(Data extracts Opens)

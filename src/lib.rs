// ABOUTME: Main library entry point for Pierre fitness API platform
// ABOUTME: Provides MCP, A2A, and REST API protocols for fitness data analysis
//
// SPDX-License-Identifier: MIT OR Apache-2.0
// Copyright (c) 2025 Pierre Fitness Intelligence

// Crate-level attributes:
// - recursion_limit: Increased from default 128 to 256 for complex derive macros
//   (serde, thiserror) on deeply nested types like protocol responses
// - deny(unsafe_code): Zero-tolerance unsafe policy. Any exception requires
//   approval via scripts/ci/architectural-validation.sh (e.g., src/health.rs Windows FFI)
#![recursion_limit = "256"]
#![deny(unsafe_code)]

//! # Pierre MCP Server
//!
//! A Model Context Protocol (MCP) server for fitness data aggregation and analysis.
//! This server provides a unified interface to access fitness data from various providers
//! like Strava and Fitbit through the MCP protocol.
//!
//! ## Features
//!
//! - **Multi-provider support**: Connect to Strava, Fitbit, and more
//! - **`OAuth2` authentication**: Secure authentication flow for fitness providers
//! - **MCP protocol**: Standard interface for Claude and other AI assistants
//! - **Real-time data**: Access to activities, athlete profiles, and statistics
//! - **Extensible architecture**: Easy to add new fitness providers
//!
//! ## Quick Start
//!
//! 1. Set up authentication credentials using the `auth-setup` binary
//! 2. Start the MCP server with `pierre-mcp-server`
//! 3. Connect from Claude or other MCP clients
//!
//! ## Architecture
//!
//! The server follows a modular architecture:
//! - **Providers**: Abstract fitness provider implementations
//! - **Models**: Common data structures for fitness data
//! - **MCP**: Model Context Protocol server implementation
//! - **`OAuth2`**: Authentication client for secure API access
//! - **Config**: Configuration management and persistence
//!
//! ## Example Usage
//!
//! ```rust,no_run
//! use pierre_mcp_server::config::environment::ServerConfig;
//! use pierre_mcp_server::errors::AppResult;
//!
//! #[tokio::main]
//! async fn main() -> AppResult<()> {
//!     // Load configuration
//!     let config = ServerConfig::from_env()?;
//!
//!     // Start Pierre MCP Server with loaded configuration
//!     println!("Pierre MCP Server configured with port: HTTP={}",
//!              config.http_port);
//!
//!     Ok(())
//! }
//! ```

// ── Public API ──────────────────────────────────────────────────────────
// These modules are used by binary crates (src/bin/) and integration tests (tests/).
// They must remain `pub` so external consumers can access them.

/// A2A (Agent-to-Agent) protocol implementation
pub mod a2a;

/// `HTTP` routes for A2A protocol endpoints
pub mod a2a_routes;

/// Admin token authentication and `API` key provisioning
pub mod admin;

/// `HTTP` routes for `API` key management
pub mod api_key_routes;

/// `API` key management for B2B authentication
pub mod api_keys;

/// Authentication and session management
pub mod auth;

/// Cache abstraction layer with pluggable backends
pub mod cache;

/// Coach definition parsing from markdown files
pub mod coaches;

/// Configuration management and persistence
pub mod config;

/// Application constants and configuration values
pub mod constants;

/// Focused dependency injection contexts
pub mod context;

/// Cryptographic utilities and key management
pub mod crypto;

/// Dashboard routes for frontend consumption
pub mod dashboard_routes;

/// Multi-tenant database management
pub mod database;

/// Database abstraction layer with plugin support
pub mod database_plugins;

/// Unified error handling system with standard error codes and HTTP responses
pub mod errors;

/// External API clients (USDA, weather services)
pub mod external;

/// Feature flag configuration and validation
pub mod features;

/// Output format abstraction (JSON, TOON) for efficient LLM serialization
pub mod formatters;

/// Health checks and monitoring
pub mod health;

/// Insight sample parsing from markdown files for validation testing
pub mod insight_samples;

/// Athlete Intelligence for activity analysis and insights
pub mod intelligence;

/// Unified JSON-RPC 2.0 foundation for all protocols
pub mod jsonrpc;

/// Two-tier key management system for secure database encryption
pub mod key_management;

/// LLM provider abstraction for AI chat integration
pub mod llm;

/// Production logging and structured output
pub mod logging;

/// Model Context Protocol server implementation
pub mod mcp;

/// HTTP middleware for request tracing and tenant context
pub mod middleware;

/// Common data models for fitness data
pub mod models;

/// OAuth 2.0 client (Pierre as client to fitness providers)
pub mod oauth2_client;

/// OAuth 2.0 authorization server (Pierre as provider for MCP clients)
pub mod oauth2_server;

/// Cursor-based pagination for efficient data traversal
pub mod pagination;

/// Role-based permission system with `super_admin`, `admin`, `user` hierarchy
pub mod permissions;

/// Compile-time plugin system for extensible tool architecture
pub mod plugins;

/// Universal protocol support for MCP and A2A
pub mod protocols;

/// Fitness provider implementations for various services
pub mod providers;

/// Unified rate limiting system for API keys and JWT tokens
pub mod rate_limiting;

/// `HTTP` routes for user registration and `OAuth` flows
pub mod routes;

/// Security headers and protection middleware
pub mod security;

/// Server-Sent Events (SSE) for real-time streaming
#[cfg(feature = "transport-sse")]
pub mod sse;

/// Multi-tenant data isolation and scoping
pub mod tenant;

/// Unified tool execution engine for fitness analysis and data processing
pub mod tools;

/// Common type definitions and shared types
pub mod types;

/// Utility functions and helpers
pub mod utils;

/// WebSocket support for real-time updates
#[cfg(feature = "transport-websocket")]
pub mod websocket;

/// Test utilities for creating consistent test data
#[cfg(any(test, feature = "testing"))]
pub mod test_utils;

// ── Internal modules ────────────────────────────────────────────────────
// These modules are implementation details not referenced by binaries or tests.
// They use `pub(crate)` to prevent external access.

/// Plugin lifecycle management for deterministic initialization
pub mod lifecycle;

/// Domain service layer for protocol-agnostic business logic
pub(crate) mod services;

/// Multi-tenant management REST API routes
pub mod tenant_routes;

(Data extracts Closes)

**Required work:**
Write out, from the lines above, only those from the line with "and data processing" to the line with "pub mod lifecycle;", exactly as given, including the first and the last.

**Written solution:**
/// Unified tool execution engine for fitness analysis and data processing
pub mod tools;

/// Common type definitions and shared types
pub mod types;

/// Utility functions and helpers
pub mod utils;

/// WebSocket support for real-time updates
#[cfg(feature = "transport-websocket")]
pub mod websocket;

/// Test utilities for creating consistent test data
#[cfg(any(test, feature = "testing"))]
pub mod test_utils;

// ── Internal modules ────────────────────────────────────────────────────
// These modules are implementation details not referenced by binaries or tests.
// They use `pub(crate)` to prevent external access.

/// Plugin lifecycle management for deterministic initialization
pub mod lifecycle;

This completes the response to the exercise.